→ **PROBLEM**:
Give back every entry below, exactly as written.

____________________

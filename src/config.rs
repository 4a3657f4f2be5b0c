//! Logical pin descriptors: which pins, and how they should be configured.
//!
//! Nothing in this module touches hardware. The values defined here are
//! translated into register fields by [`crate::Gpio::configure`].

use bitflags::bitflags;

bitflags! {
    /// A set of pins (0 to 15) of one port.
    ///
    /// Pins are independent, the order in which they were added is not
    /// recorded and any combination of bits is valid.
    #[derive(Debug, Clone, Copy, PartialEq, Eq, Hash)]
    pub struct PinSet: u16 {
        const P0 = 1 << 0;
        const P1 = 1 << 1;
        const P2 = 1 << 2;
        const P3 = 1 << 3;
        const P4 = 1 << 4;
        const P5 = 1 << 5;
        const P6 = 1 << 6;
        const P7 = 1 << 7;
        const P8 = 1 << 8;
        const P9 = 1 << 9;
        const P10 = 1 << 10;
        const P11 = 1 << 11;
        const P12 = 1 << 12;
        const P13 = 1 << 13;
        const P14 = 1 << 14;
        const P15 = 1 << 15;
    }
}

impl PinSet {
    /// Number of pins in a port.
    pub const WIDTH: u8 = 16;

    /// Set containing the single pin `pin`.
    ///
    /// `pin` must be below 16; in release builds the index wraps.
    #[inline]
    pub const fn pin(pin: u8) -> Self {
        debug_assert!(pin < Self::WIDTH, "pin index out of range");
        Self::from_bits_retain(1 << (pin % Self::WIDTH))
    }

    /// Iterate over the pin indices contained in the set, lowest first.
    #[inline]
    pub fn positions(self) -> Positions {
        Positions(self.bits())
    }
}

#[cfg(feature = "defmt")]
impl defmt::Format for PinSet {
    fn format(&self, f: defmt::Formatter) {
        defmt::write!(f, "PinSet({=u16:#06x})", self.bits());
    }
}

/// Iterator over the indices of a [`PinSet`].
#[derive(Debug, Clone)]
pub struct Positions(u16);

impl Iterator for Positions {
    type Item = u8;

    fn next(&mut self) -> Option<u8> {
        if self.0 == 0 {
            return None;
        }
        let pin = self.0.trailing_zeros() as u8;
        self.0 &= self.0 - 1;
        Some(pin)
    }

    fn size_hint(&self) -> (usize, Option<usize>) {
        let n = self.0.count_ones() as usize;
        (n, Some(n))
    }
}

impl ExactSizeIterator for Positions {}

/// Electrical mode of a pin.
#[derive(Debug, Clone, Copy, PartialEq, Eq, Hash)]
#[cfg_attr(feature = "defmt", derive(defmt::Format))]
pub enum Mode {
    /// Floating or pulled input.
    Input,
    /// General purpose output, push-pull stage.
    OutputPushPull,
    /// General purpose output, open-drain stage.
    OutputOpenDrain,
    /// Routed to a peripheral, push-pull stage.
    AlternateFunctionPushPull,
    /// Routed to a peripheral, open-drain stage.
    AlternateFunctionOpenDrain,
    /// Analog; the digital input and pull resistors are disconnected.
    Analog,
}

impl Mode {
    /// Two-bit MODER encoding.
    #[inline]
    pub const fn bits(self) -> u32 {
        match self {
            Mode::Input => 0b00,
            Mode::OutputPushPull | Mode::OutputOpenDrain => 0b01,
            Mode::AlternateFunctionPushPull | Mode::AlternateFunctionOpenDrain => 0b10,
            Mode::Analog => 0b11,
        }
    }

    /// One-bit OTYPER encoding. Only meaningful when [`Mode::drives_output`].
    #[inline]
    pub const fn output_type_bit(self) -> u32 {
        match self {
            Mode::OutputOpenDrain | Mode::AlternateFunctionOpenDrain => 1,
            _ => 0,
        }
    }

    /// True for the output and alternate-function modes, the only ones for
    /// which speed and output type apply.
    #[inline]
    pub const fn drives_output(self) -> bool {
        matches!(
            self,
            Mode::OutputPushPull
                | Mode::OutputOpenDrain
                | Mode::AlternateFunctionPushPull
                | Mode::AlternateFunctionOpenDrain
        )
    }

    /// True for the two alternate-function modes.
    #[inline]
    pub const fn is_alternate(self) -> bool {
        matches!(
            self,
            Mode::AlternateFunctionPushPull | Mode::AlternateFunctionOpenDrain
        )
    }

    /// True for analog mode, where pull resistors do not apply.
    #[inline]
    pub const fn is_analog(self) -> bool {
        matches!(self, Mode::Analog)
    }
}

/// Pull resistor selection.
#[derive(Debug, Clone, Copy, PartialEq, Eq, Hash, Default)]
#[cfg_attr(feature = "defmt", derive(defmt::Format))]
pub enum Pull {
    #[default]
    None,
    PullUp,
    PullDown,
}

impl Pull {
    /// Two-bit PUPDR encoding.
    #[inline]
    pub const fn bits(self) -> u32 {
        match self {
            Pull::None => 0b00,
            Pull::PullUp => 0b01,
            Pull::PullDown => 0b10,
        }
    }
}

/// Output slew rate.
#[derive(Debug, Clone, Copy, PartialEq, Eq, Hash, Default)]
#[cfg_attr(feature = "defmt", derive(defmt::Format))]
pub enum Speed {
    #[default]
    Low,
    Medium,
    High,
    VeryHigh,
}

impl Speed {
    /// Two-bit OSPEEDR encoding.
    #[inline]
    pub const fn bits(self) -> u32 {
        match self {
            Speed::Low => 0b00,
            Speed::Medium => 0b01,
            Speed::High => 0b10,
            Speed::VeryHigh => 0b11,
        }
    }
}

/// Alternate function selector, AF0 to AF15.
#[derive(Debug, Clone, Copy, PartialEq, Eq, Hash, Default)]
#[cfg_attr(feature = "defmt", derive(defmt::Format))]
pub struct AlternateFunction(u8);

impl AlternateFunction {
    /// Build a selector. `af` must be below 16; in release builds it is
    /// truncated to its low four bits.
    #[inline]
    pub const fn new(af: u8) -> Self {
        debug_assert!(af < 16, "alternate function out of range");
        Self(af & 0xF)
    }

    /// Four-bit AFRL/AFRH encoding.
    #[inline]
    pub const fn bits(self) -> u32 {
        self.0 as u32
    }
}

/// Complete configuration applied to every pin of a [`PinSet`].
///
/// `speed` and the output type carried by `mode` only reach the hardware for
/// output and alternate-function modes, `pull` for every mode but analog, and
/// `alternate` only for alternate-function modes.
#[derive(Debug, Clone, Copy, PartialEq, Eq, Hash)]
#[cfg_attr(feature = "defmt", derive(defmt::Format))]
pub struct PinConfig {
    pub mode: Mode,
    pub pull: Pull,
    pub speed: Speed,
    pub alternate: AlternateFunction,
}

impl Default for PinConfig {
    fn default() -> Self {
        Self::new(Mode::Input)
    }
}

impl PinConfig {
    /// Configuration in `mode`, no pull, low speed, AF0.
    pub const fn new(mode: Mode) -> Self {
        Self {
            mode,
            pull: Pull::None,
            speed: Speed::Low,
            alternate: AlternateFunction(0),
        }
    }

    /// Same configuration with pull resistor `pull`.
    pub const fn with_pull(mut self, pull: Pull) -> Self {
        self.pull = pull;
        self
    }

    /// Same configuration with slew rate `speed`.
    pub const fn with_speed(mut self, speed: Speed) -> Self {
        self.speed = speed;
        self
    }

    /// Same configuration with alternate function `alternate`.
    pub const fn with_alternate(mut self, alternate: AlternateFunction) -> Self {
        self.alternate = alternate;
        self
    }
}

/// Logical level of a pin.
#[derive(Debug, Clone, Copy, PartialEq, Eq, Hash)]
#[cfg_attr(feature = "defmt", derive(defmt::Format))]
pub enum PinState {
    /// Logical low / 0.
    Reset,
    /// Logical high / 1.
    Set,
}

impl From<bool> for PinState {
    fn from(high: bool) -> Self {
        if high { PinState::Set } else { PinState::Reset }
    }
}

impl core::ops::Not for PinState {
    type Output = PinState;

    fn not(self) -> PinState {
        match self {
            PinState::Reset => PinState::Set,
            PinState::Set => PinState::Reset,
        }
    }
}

____________________

→ **ANSWER FOR THE TASK**:
filename src/config.rs
repository 4a3657f4f2be5b0c
//! Logical pin descriptors: which pins, and how they should be configured.
//!
//! Nothing in this module touches hardware. The values defined here are
//! translated into register fields by [`crate::Gpio::configure`].

use bitflags::bitflags;

bitflags! {
    /// A set of pins (0 to 15) of one port.
    ///
    /// Pins are independent, the order in which they were added is not
    /// recorded and any combination of bits is valid.
    #[derive(Debug, Clone, Copy, PartialEq, Eq, Hash)]
    pub struct PinSet: u16 {
        const P0 = 1 << 0;
        const P1 = 1 << 1;
        const P2 = 1 << 2;
        const P3 = 1 << 3;
        const P4 = 1 << 4;
        const P5 = 1 << 5;
        const P6 = 1 << 6;
        const P7 = 1 << 7;
        const P8 = 1 << 8;
        const P9 = 1 << 9;
        const P10 = 1 << 10;
        const P11 = 1 << 11;
        const P12 = 1 << 12;
        const P13 = 1 << 13;
        const P14 = 1 << 14;
        const P15 = 1 << 15;
    }
}

impl PinSet {
    /// Number of pins in a port.
    pub const WIDTH: u8 = 16;

    /// Set containing the single pin `pin`.
    ///
    /// `pin` must be below 16; in release builds the index wraps.
    #[inline]
    pub const fn pin(pin: u8) -> Self {
        debug_assert!(pin < Self::WIDTH, "pin index out of range");
        Self::from_bits_retain(1 << (pin % Self::WIDTH))
    }

    /// Iterate over the pin indices contained in the set, lowest first.
    #[inline]
    pub fn positions(self) -> Positions {
        Positions(self.bits())
    }
}

#[cfg(feature = "defmt")]
impl defmt::Format for PinSet {
    fn format(&self, f: defmt::Formatter) {
        defmt::write!(f, "PinSet({=u16:#06x})", self.bits());
    }
}

/// Iterator over the indices of a [`PinSet`].
#[derive(Debug, Clone)]
pub struct Positions(u16);

impl Iterator for Positions {
    type Item = u8;

    fn next(&mut self) -> Option<u8> {
        if self.0 == 0 {
            return None;
        }
        let pin = self.0.trailing_zeros() as u8;
        self.0 &= self.0 - 1;
        Some(pin)
    }

    fn size_hint(&self) -> (usize, Option<usize>) {
        let n = self.0.count_ones() as usize;
        (n, Some(n))
    }
}

impl ExactSizeIterator for Positions {}

/// Electrical mode of a pin.
#[derive(Debug, Clone, Copy, PartialEq, Eq, Hash)]
#[cfg_attr(feature = "defmt", derive(defmt::Format))]
pub enum Mode {
    /// Floating or pulled input.
    Input,
    /// General purpose output, push-pull stage.
    OutputPushPull,
    /// General purpose output, open-drain stage.
    OutputOpenDrain,
    /// Routed to a peripheral, push-pull stage.
    AlternateFunctionPushPull,
    /// Routed to a peripheral, open-drain stage.
    AlternateFunctionOpenDrain,
    /// Analog; the digital input and pull resistors are disconnected.
    Analog,
}

impl Mode {
    /// Two-bit MODER encoding.
    #[inline]
    pub const fn bits(self) -> u32 {
        match self {
            Mode::Input => 0b00,
            Mode::OutputPushPull | Mode::OutputOpenDrain => 0b01,
            Mode::AlternateFunctionPushPull | Mode::AlternateFunctionOpenDrain => 0b10,
            Mode::Analog => 0b11,
        }
    }

    /// One-bit OTYPER encoding. Only meaningful when [`Mode::drives_output`].
    #[inline]
    pub const fn output_type_bit(self) -> u32 {
        match self {
            Mode::OutputOpenDrain | Mode::AlternateFunctionOpenDrain => 1,
            _ => 0,
        }
    }

    /// True for the output and alternate-function modes, the only ones for
    /// which speed and output type apply.
    #[inline]
    pub const fn drives_output(self) -> bool {
        matches!(
            self,
            Mode::OutputPushPull
                | Mode::OutputOpenDrain
                | Mode::AlternateFunctionPushPull
                | Mode::AlternateFunctionOpenDrain
        )
    }

    /// True for the two alternate-function modes.
    #[inline]
    pub const fn is_alternate(self) -> bool {
        matches!(
            self,
            Mode::AlternateFunctionPushPull | Mode::AlternateFunctionOpenDrain
        )
    }

    /// True for analog mode, where pull resistors do not apply.
    #[inline]
    pub const fn is_analog(self) -> bool {
        matches!(self, Mode::Analog)
    }
}

/// Pull resistor selection.
#[derive(Debug, Clone, Copy, PartialEq, Eq, Hash, Default)]
#[cfg_attr(feature = "defmt", derive(defmt::Format))]
pub enum Pull {
    #[default]
    None,
    PullUp,
    PullDown,
}

impl Pull {
    /// Two-bit PUPDR encoding.
    #[inline]
    pub const fn bits(self) -> u32 {
        match self {
            Pull::None => 0b00,
            Pull::PullUp => 0b01,
            Pull::PullDown => 0b10,
        }
    }
}

/// Output slew rate.
#[derive(Debug, Clone, Copy, PartialEq, Eq, Hash, Default)]
#[cfg_attr(feature = "defmt", derive(defmt::Format))]
pub enum Speed {
    #[default]
    Low,
    Medium,
    High,
    VeryHigh,
}

impl Speed {
    /// Two-bit OSPEEDR encoding.
    #[inline]
    pub const fn bits(self) -> u32 {
        match self {
            Speed::Low => 0b00,
            Speed::Medium => 0b01,
            Speed::High => 0b10,
            Speed::VeryHigh => 0b11,
        }
    }
}

/// Alternate function selector, AF0 to AF15.
#[derive(Debug, Clone, Copy, PartialEq, Eq, Hash, Default)]
#[cfg_attr(feature = "defmt", derive(defmt::Format))]
pub struct AlternateFunction(u8);

impl AlternateFunction {
    /// Build a selector. `af` must be below 16; in release builds it is
    /// truncated to its low four bits.
    #[inline]
    pub const fn new(af: u8) -> Self {
        debug_assert!(af < 16, "alternate function out of range");
        Self(af & 0xF)
    }

    /// Four-bit AFRL/AFRH encoding.
    #[inline]
    pub const fn bits(self) -> u32 {
        self.0 as u32
    }
}

/// Complete configuration applied to every pin of a [`PinSet`].
///
/// `speed` and the output type carried by `mode` only reach the hardware for
/// output and alternate-function modes, `pull` for every mode but analog, and
/// `alternate` only for alternate-function modes.
#[derive(Debug, Clone, Copy, PartialEq, Eq, Hash)]
#[cfg_attr(feature = "defmt", derive(defmt::Format))]
pub struct PinConfig {
    pub mode: Mode,
    pub pull: Pull,
    pub speed: Speed,
    pub alternate: AlternateFunction,
}

impl Default for PinConfig {
    fn default() -> Self {
        Self::new(Mode::Input)
    }
}

impl PinConfig {
    /// Configuration in `mode`, no pull, low speed, AF0.
    pub const fn new(mode: Mode) -> Self {
        Self {
            mode,
            pull: Pull::None,
            speed: Speed::Low,
            alternate: AlternateFunction(0),
        }
    }

    /// Same configuration with pull resistor `pull`.
    pub const fn with_pull(mut self, pull: Pull) -> Self {
        self.pull = pull;
        self
    }

    /// Same configuration with slew rate `speed`.
    pub const fn with_speed(mut self, speed: Speed) -> Self {
        self.speed = speed;
        self
    }

    /// Same configuration with alternate function `alternate`.
    pub const fn with_alternate(mut self, alternate: AlternateFunction) -> Self {
        self.alternate = alternate;
        self
    }
}

/// Logical level of a pin.
#[derive(Debug, Clone, Copy, PartialEq, Eq, Hash)]
#[cfg_attr(feature = "defmt", derive(defmt::Format))]
pub enum PinState {
    /// Logical low / 0.
    Reset,
    /// Logical high / 1.
    Set,
}

impl From<bool> for PinState {
    fn from(high: bool) -> Self {
        if high { PinState::Set } else { PinState::Reset }
    }
}

impl core::ops::Not for PinState {
    type Output = PinState;

    fn not(self) -> PinState {
        match self {
            PinState::Reset => PinState::Set,
            PinState::Set => PinState::Reset,
        }
    }
}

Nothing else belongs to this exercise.